*Prompt*
Of the entries below, return only those lines from the line with "repository 6bdb47c43b921f77" to the line with "if offset >", exactly, both included.

━━━━━━

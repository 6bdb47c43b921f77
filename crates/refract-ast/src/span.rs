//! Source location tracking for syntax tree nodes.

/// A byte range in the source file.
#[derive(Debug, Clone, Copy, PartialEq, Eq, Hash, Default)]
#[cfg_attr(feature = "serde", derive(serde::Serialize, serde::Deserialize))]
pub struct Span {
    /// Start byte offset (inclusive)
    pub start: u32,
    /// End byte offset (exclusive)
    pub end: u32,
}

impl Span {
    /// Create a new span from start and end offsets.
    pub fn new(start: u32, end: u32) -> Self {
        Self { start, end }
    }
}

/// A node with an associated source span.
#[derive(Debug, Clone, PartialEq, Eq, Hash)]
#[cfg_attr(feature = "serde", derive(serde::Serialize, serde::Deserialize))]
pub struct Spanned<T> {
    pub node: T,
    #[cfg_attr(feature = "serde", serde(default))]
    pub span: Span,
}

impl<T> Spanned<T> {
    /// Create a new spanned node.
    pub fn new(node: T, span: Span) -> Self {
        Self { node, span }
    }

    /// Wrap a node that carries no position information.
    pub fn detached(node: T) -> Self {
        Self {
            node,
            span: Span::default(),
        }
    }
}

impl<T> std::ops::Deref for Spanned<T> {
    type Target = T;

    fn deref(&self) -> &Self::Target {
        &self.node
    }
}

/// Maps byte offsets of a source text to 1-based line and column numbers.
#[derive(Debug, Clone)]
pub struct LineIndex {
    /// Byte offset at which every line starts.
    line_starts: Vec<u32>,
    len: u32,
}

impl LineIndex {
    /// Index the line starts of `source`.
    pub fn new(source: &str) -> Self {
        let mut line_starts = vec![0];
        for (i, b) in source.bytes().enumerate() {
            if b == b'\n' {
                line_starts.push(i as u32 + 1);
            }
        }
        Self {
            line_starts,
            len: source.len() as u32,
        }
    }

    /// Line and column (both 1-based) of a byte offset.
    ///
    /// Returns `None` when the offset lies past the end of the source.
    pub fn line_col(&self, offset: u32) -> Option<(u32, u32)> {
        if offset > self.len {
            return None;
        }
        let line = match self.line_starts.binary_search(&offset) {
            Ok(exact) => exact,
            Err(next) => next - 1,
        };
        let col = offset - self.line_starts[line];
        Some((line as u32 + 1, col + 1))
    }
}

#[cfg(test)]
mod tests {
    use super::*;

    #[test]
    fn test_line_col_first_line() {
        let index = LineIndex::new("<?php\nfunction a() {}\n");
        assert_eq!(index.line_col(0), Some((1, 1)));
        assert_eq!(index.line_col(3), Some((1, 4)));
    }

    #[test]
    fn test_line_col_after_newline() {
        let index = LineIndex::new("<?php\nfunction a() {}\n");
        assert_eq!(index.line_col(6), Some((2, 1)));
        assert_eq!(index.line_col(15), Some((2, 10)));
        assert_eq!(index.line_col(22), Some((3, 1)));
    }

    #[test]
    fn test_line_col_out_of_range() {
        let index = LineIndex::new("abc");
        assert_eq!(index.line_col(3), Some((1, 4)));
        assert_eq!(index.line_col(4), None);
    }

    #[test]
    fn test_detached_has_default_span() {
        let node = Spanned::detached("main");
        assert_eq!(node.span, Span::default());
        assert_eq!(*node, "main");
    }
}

━━━━━━

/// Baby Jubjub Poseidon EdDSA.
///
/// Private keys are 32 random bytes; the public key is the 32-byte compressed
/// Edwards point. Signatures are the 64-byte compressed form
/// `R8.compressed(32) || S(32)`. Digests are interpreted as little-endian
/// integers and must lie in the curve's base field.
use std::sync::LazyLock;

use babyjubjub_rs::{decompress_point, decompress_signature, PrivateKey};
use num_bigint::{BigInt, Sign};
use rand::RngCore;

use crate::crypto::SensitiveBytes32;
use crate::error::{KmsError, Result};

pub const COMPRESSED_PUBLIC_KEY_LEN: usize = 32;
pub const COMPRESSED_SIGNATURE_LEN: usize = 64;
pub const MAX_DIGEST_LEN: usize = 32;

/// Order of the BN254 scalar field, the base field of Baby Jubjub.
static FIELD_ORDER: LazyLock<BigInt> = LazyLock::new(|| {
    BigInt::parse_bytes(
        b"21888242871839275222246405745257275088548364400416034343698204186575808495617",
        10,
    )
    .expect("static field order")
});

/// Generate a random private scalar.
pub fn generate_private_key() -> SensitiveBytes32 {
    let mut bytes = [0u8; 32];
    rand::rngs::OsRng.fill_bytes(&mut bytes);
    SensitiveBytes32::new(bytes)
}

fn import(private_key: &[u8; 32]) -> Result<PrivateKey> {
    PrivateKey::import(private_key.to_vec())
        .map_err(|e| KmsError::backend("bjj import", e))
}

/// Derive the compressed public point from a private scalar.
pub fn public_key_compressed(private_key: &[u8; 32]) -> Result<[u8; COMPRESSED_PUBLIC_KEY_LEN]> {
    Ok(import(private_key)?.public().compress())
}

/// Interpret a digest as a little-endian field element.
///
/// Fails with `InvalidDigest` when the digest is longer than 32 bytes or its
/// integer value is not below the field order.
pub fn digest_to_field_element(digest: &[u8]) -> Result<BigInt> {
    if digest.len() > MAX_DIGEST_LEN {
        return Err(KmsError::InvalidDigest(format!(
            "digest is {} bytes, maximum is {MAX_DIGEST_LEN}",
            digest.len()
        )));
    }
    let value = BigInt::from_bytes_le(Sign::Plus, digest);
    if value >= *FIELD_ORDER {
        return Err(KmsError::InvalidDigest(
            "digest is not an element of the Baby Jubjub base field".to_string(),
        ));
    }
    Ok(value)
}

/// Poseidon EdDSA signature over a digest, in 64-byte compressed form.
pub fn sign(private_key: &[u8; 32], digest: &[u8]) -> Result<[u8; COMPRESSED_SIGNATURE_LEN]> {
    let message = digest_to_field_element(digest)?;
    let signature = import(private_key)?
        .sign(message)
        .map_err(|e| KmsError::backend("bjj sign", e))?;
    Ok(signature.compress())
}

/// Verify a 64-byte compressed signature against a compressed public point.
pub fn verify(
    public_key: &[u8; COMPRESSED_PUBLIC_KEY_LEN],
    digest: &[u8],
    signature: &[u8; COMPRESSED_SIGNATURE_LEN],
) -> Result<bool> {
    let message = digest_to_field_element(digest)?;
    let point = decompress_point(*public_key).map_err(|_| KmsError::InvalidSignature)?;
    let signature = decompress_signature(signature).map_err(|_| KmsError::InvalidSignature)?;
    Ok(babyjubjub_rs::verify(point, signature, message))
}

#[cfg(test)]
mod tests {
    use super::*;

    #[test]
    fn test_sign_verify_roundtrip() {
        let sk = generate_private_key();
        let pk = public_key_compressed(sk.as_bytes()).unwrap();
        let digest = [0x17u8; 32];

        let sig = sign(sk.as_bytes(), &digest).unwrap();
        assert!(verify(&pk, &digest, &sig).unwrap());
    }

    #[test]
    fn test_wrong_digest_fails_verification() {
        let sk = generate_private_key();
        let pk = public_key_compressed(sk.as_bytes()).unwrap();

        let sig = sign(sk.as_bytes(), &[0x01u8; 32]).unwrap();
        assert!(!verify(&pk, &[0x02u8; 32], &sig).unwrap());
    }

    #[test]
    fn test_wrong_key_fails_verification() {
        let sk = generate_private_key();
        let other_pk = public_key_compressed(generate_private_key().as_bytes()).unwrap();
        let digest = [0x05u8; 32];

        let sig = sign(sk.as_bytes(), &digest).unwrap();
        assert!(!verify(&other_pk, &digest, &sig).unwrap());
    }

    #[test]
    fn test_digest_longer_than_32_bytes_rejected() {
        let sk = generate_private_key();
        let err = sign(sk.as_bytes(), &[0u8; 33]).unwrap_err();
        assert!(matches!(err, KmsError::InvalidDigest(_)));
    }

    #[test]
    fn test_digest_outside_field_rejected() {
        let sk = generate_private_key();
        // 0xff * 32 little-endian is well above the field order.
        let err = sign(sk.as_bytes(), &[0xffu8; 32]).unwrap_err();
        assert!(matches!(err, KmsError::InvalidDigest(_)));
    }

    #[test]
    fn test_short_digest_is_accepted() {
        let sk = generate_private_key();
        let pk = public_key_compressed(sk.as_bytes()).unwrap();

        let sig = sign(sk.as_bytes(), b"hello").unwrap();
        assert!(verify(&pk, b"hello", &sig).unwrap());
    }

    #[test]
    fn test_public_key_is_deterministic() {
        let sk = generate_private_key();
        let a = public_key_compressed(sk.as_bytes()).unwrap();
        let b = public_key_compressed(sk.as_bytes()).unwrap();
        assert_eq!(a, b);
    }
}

━━━━━━

*Reply*
repository 6bdb47c43b921f77
filename crates/refract-ast/src/span.rs
//! Source location tracking for syntax tree nodes.

/// A byte range in the source file.
#[derive(Debug, Clone, Copy, PartialEq, Eq, Hash, Default)]
#[cfg_attr(feature = "serde", derive(serde::Serialize, serde::Deserialize))]
pub struct Span {
    /// Start byte offset (inclusive)
    pub start: u32,
    /// End byte offset (exclusive)
    pub end: u32,
}

impl Span {
    /// Create a new span from start and end offsets.
    pub fn new(start: u32, end: u32) -> Self {
        Self { start, end }
    }
}

/// A node with an associated source span.
#[derive(Debug, Clone, PartialEq, Eq, Hash)]
#[cfg_attr(feature = "serde", derive(serde::Serialize, serde::Deserialize))]
pub struct Spanned<T> {
    pub node: T,
    #[cfg_attr(feature = "serde", serde(default))]
    pub span: Span,
}

impl<T> Spanned<T> {
    /// Create a new spanned node.
    pub fn new(node: T, span: Span) -> Self {
        Self { node, span }
    }

    /// Wrap a node that carries no position information.
    pub fn detached(node: T) -> Self {
        Self {
            node,
            span: Span::default(),
        }
    }
}

impl<T> std::ops::Deref for Spanned<T> {
    type Target = T;

    fn deref(&self) -> &Self::Target {
        &self.node
    }
}

/// Maps byte offsets of a source text to 1-based line and column numbers.
#[derive(Debug, Clone)]
pub struct LineIndex {
    /// Byte offset at which every line starts.
    line_starts: Vec<u32>,
    len: u32,
}

impl LineIndex {
    /// Index the line starts of `source`.
    pub fn new(source: &str) -> Self {
        let mut line_starts = vec![0];
        for (i, b) in source.bytes().enumerate() {
            if b == b'\n' {
                line_starts.push(i as u32 + 1);
            }
        }
        Self {
            line_starts,
            len: source.len() as u32,
        }
    }

    /// Line and column (both 1-based) of a byte offset.
    ///
    /// Returns `None` when the offset lies past the end of the source.
    pub fn line_col(&self, offset: u32) -> Option<(u32, u32)> {
        if offset > self.len {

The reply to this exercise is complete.